Exercise data:

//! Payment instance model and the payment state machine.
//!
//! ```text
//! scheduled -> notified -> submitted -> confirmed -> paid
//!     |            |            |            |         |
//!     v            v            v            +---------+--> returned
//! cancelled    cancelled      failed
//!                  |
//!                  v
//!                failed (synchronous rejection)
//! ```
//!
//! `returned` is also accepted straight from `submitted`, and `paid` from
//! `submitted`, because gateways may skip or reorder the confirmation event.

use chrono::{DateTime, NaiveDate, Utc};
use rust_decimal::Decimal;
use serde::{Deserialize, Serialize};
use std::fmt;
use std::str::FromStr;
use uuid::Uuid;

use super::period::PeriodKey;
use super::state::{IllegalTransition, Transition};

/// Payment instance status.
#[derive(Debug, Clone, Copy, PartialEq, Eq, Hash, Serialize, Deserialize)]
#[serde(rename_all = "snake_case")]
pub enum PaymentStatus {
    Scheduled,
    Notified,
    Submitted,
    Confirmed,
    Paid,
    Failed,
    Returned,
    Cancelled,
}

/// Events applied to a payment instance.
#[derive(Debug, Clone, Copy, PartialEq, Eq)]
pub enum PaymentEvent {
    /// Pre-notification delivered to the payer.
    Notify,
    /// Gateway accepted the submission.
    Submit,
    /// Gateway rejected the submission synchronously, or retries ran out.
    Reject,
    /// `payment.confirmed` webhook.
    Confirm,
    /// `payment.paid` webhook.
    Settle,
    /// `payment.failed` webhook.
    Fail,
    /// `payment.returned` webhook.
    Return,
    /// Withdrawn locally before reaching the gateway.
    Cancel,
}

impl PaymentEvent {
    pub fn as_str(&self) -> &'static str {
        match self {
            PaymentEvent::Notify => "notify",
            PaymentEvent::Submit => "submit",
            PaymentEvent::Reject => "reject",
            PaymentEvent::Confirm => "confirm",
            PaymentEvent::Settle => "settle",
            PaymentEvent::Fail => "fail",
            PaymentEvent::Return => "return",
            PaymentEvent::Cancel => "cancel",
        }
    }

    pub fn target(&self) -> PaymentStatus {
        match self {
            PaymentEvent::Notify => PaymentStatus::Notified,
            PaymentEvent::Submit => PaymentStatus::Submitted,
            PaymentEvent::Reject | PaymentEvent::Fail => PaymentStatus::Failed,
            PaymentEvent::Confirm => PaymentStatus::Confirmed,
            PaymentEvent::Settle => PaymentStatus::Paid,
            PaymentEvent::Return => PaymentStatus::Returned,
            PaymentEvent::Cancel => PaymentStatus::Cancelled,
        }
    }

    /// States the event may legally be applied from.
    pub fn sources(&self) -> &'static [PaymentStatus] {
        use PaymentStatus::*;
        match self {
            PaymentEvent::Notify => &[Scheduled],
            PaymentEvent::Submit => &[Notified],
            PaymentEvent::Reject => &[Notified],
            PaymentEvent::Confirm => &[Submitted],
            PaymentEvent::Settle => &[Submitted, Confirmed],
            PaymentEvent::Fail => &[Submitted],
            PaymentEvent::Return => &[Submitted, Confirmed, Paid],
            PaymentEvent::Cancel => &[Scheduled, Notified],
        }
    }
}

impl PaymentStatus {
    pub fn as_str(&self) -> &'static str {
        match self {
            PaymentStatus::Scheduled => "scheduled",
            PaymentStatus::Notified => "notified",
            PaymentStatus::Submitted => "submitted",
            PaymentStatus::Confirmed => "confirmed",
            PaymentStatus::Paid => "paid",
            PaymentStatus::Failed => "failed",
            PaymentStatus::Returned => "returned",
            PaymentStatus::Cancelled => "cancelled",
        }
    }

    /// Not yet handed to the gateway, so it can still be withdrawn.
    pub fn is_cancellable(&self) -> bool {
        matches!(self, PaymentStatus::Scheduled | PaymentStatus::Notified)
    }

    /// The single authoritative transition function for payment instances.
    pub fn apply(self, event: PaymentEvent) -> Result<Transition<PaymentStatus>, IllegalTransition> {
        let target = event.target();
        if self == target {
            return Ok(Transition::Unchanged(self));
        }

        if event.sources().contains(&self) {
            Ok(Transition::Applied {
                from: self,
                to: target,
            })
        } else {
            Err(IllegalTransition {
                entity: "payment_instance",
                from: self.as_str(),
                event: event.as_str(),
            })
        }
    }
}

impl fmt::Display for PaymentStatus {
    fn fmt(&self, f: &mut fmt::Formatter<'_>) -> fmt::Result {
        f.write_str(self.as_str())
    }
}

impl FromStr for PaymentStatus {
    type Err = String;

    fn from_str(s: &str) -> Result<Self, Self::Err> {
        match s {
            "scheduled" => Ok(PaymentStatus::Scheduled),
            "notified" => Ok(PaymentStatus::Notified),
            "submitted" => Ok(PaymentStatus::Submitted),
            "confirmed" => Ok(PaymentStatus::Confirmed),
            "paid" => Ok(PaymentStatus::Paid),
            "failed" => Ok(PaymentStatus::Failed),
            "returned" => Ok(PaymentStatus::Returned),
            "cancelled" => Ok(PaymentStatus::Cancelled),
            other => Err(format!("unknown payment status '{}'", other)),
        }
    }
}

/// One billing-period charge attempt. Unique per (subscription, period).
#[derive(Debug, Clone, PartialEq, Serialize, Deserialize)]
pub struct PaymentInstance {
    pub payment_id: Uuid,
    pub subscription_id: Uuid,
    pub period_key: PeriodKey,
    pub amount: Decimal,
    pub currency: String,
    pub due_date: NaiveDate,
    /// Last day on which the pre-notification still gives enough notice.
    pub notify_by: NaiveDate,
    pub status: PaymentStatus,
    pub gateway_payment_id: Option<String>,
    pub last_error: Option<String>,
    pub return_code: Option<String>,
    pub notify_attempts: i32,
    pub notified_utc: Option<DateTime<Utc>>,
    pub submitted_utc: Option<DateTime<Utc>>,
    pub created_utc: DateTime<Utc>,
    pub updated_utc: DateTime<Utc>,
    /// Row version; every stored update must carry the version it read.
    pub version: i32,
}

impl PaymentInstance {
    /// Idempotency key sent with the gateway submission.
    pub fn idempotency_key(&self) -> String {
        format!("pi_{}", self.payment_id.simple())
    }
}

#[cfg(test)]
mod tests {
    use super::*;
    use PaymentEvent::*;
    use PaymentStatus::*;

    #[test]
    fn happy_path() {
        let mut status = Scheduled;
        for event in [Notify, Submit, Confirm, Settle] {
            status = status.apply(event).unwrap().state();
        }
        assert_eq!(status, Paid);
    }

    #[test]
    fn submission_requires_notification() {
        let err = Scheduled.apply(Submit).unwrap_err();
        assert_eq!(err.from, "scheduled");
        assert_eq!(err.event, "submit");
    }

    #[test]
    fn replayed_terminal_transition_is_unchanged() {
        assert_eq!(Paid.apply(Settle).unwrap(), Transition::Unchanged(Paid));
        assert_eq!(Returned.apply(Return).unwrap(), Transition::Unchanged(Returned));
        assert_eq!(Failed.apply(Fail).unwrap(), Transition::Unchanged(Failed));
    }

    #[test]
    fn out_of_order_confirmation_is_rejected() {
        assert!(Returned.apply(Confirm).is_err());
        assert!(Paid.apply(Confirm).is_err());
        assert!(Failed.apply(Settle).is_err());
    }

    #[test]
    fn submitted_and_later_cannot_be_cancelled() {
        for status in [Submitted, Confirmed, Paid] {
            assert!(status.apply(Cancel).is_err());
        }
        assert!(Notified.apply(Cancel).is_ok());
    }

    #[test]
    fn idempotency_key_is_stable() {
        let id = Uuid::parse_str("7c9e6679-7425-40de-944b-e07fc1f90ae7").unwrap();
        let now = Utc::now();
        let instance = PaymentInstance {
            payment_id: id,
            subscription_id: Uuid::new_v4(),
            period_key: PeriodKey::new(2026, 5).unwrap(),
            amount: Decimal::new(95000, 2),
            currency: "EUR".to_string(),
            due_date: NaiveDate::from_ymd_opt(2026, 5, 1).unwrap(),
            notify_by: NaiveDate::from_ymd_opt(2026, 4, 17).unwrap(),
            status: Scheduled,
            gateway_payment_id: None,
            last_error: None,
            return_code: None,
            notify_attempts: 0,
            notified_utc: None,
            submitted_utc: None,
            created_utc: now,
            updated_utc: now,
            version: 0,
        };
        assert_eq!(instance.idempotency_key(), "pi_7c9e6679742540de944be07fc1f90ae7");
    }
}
...
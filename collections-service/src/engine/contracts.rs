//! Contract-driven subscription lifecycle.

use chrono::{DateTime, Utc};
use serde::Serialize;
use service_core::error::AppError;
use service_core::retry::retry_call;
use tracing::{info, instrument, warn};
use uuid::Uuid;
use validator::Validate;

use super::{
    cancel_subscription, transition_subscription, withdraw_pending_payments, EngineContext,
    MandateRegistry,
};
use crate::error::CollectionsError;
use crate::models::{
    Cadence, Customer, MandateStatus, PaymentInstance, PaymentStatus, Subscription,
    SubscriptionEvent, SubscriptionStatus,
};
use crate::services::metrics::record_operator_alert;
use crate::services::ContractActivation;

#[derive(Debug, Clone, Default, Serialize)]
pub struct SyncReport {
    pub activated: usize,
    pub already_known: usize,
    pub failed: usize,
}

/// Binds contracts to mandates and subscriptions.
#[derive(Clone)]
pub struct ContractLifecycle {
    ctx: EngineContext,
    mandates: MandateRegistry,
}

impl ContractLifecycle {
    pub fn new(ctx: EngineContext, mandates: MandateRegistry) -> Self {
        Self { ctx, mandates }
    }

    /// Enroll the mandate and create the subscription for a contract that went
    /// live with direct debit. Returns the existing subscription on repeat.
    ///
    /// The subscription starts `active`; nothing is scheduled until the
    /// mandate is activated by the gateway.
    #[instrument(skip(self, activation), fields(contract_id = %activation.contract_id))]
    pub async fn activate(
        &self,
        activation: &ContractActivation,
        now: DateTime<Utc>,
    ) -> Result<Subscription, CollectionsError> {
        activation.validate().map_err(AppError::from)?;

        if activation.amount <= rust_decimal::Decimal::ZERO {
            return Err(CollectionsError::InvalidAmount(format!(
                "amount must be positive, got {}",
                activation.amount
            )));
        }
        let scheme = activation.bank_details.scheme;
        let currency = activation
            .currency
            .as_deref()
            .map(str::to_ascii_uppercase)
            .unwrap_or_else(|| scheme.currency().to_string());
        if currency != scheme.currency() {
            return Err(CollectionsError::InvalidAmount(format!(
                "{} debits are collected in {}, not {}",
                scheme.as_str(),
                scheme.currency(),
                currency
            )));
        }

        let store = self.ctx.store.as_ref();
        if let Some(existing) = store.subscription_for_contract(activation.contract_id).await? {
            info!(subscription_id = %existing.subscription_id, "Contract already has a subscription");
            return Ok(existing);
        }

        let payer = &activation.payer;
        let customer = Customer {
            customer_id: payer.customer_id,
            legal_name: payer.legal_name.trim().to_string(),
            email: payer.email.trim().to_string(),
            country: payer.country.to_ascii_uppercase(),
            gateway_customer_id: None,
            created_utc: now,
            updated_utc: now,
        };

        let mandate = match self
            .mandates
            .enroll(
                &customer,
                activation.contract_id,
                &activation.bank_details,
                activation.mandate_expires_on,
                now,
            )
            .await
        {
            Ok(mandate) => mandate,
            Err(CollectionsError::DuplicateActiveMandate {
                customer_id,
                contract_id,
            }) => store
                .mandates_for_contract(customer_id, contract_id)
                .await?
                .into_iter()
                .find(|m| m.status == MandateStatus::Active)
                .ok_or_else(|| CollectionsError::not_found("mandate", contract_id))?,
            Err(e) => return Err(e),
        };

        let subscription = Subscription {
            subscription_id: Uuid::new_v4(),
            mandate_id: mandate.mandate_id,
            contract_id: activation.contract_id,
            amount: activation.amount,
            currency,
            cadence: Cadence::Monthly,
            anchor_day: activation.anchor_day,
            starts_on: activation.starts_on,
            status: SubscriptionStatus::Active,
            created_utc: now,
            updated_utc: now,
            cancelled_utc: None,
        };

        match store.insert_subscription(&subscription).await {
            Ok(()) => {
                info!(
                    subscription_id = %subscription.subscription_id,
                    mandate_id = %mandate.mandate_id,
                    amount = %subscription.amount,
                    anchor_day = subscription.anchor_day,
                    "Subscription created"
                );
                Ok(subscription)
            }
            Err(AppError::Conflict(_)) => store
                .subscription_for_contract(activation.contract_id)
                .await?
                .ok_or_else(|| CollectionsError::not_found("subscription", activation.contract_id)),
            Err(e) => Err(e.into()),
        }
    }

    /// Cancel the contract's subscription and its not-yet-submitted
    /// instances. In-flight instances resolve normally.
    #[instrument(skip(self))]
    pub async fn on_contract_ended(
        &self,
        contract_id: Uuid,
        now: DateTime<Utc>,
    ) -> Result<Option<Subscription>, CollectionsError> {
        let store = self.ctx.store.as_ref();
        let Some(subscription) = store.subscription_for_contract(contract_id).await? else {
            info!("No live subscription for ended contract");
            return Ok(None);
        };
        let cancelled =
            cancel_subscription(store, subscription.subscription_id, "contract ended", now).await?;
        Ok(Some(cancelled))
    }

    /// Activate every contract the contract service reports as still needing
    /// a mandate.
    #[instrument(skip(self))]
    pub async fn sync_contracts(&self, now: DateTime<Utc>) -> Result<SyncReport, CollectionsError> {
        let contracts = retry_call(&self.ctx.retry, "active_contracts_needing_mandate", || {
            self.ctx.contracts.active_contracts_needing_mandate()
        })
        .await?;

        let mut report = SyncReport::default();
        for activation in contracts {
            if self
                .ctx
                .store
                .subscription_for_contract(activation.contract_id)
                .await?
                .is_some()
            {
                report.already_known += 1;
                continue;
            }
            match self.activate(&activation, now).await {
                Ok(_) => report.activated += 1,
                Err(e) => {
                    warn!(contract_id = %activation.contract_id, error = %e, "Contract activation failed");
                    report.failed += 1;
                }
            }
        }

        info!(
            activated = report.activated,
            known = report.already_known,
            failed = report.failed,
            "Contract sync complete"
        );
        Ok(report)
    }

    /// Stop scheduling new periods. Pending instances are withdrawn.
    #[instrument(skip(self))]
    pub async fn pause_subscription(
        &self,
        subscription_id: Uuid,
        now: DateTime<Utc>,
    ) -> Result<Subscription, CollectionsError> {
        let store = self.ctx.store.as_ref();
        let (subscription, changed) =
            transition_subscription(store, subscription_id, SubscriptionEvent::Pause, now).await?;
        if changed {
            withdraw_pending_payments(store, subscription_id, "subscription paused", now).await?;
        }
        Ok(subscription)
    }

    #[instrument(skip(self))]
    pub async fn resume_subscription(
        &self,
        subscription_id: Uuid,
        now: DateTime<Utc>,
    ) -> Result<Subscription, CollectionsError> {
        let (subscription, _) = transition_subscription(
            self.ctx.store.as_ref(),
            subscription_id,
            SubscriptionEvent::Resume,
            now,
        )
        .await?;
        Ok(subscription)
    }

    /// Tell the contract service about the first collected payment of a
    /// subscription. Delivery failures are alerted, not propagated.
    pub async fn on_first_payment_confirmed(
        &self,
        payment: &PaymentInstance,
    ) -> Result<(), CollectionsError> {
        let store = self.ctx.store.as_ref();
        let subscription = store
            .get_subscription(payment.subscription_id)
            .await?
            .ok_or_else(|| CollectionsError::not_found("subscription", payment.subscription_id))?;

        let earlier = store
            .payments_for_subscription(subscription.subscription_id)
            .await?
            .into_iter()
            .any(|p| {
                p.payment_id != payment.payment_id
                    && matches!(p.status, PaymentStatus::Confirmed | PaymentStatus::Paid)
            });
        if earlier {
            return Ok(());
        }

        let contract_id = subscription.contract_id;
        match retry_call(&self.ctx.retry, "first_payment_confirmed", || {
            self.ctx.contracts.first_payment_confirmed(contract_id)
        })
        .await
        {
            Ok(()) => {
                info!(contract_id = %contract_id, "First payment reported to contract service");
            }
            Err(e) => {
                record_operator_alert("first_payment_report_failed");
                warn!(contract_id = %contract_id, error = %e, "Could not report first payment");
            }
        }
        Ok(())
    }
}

Task description: Check every line of the records above for the string "instances". Copy those that hold it.

Reply to the exercise:
    /// The single authoritative transition function for payment instances.
    /// instances. In-flight instances resolve normally.
    /// Stop scheduling new periods. Pending instances are withdrawn.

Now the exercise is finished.